Vous savez fort bien que l'équation est impossible à résoudre sans l'ambition de redonner à l'État, aux collectivités locales, aux hôpitaux, les moyens d'accomplir leurs missions au service de l'intérêt général – moyens que vous n'avez cessé de leur refuser, car vous n'envisagez l'avenir de nos services publics qu'au prisme d'une logique comptable qui n'est qu'une caricature de la logique économique, et avec la perspective de remplacer les services publics par des services marchands.
En ne proposant qu'une titularisation très partielle, vous poursuivez, monsieur le ministre, dans la même direction, celle de la réduction de la dépense publique. Vous continuez à ne considérer les services publics que comme des coûts, alors qu'ils sont la richesse de notre pays.

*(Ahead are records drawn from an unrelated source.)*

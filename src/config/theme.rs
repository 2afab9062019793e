//! Theme configuration options for panefm
//!
//! The `[theme]` table: a border glyph preset with optional per-glyph
//! overrides, and the colors used by the renderers. The theme is loaded once
//! and passed by reference into every renderer construction; it is never
//! mutated afterwards.
//!
//! ```toml
//! [theme]
//! glyphs = "square"
//! [theme.glyph_overrides]
//! top_left = "+"
//! [theme.colors]
//! focused_border = "#89b4fa"
//! directory = "blue"
//! ```

use crate::ui::rendering::{BorderGlyphs, Paint, RendererConfig, TruncateStyle};
use crate::utils::parse_color;

use ratatui::style::{Color, Style};
use serde::Deserialize;

#[derive(Deserialize, Debug, Clone, Copy, PartialEq, Eq, Default)]
#[serde(rename_all = "lowercase")]
pub enum GlyphPreset {
    #[default]
    Rounded,
    Square,
    Double,
    Ascii,
}

impl GlyphPreset {
    fn glyphs(self) -> BorderGlyphs {
        match self {
            GlyphPreset::Rounded => BorderGlyphs::rounded(),
            GlyphPreset::Square => BorderGlyphs::square(),
            GlyphPreset::Double => BorderGlyphs::double(),
            GlyphPreset::Ascii => BorderGlyphs::ascii(),
        }
    }
}

/// Individual glyph replacements on top of the preset.
#[derive(Deserialize, Debug, Clone, Default, PartialEq, Eq)]
#[serde(default)]
pub struct GlyphOverrides {
    top: Option<String>,
    bottom: Option<String>,
    left: Option<String>,
    right: Option<String>,
    top_left: Option<String>,
    top_right: Option<String>,
    bottom_left: Option<String>,
    bottom_right: Option<String>,
    middle_left: Option<String>,
    middle_right: Option<String>,
}

#[derive(Deserialize, Debug, Clone, Copy, PartialEq)]
#[serde(default)]
pub struct ThemeColors {
    #[serde(deserialize_with = "deserialize_color_field")]
    border: Color,
    #[serde(deserialize_with = "deserialize_color_field")]
    focused_border: Color,
    #[serde(deserialize_with = "deserialize_color_field")]
    content_fg: Color,
    #[serde(deserialize_with = "deserialize_color_field")]
    content_bg: Color,
    #[serde(deserialize_with = "deserialize_color_field")]
    cursor: Color,
    #[serde(deserialize_with = "deserialize_color_field")]
    directory: Color,
    #[serde(deserialize_with = "deserialize_color_field")]
    selected: Color,
    #[serde(deserialize_with = "deserialize_color_field")]
    status_line: Color,
}

impl Default for ThemeColors {
    fn default() -> Self {
        Self {
            border: Color::Indexed(238),
            focused_border: Color::Cyan,
            content_fg: Color::Reset,
            content_bg: Color::Reset,
            cursor: Color::Indexed(236),
            directory: Color::Blue,
            selected: Color::Yellow,
            status_line: Color::Reset,
        }
    }
}

#[derive(Deserialize, Debug, Clone, Default)]
#[serde(default)]
pub struct Theme {
    glyphs: GlyphPreset,
    glyph_overrides: GlyphOverrides,
    colors: ThemeColors,
    #[serde(skip)]
    resolved: BorderGlyphs,
}

impl Theme {
    /// Resolves the glyph preset and overrides into the final glyph set.
    /// Called once after deserializing.
    pub fn with_overrides(mut self) -> Self {
        let mut g = self.glyphs.glyphs();
        let o = &self.glyph_overrides;

        macro_rules! apply {
            ($($field:ident),+) => {
                $(
                    if let Some(v) = &o.$field {
                        g.$field = v.clone();
                    }
                )+
            };
        }
        apply!(
            top,
            bottom,
            left,
            right,
            top_left,
            top_right,
            bottom_left,
            bottom_right,
            middle_left,
            middle_right
        );

        self.resolved = g;
        self
    }

    #[inline]
    pub fn glyphs(&self) -> &BorderGlyphs {
        &self.resolved
    }

    /// Renderer configuration for a bordered frame of `height` x `width`.
    pub fn renderer_config(&self, height: usize, width: usize, focused: bool, name: &str) -> RendererConfig {
        let mut cfg = RendererConfig::new(height, width);
        cfg.truncate_style = TruncateStyle::Tail;
        cfg.border = true;
        cfg.glyphs = self.resolved.clone();
        cfg.content_paint = Paint::new(opt(self.colors.content_fg), opt(self.colors.content_bg));
        let border = if focused {
            self.colors.focused_border
        } else {
            self.colors.border
        };
        cfg.border_paint = Paint::new(opt(border), opt(self.colors.content_bg));
        cfg.name = name.to_string();
        cfg
    }

    /// Highlight for the row under the cursor.
    pub fn cursor_paint(&self) -> Paint {
        Paint::new(None, opt(self.colors.cursor))
    }

    pub fn directory_paint(&self) -> Paint {
        Paint::new(opt(self.colors.directory), None).bold()
    }

    pub fn selected_paint(&self) -> Paint {
        Paint::new(opt(self.colors.selected), None)
    }

    pub fn status_line_style(&self) -> Style {
        Style::default().fg(self.colors.status_line)
    }
}

/// `Reset` stands for "terminal default" and emits nothing.
fn opt(c: Color) -> Option<Color> {
    (c != Color::Reset).then_some(c)
}

fn deserialize_color_field<'de, D>(deserializer: D) -> Result<Color, D::Error>
where
    D: serde::Deserializer<'de>,
{
    let s = String::deserialize(deserializer)?;
    Ok(parse_color(&s))
}

#[cfg(test)]
mod tests {
    use super::*;

    #[test]
    fn preset_with_overrides() -> Result<(), Box<dyn std::error::Error>> {
        let theme: Theme = toml::from_str(
            r##"
            glyphs = "ascii"
            [glyph_overrides]
            top_left = "#"
            "##,
        )?;
        let theme = theme.with_overrides();
        assert_eq!(theme.glyphs().top_left, "#");
        assert_eq!(theme.glyphs().top_right, BorderGlyphs::ascii().top_right);
        Ok(())
    }

    #[test]
    fn default_theme_is_rounded() {
        let theme = Theme::default();
        assert_eq!(theme.glyphs(), &BorderGlyphs::rounded());
        assert_eq!(theme.clone().with_overrides().glyphs(), &BorderGlyphs::rounded());
    }

    #[test]
    fn focused_border_color_differs() -> Result<(), Box<dyn std::error::Error>> {
        let theme: Theme = toml::from_str(
            r##"
            [colors]
            border = "red"
            focused_border = "#00ff00"
            content_fg = "default"
            "##,
        )?;
        let focused = theme.renderer_config(5, 10, true, "p");
        let blurred = theme.renderer_config(5, 10, false, "p");
        assert_eq!(focused.border_paint.fg, Some(Color::Rgb(0, 255, 0)));
        assert_eq!(blurred.border_paint.fg, Some(Color::Red));
        assert_eq!(focused.content_paint.fg, None);
        assert!(focused.border);
        Ok(())
    }
}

Du fait de ses graves insuffisances, votre projet de loi laissera plus des deux tiers des agents précaires sur le carreau, sans réponse et sans solution ; et je ne parle même pas des enseignants vacataires, rémunérés à l'heure, souvent avec plusieurs mois de retard, sur la base d'un taux horaire inchangé depuis 1989, comme le rappelait le médiateur de la République en 2010. Et comment ne pas évoquer d'autres oubliés, comme les auxiliaires de vie scolaire dont les contrats, comme tant d'autres, ne sont pas renouvelés, au mépris de leur expérience et de leur investissement dans leur métier ?
Comment, enfin, prétendre endiguer à l'avenir le recours aux emplois contractuels, alors que les obligations dont fait mention le projet de loi ne sont assorties d'aucune sanction, et que les employeurs publics sont par ailleurs soumis à l'injonction gouvernementale de limiter les dépenses, c'est-à-dire de puiser dans le vivier de cette main-d'oeuvre malléable et à moindre coût que nous venons d'évoquer ? Comment croire que votre dispositif ne sera pas lui-même détourné, que des employeurs ne seront pas tentés de recruter systématiquement des agents publics différents, toujours en CDD, pour accomplir une mission qui relèverait en réalité d'un poste permanent, dans l'unique but de n'avoir pas à leur proposer un CDI ?
Vous le constatez, mes chers collègues – vous l'avez, je n'en doute pas, constaté en m'écoutant –, ce projet de loi ne nous satisfait pas – du moins pas complètement.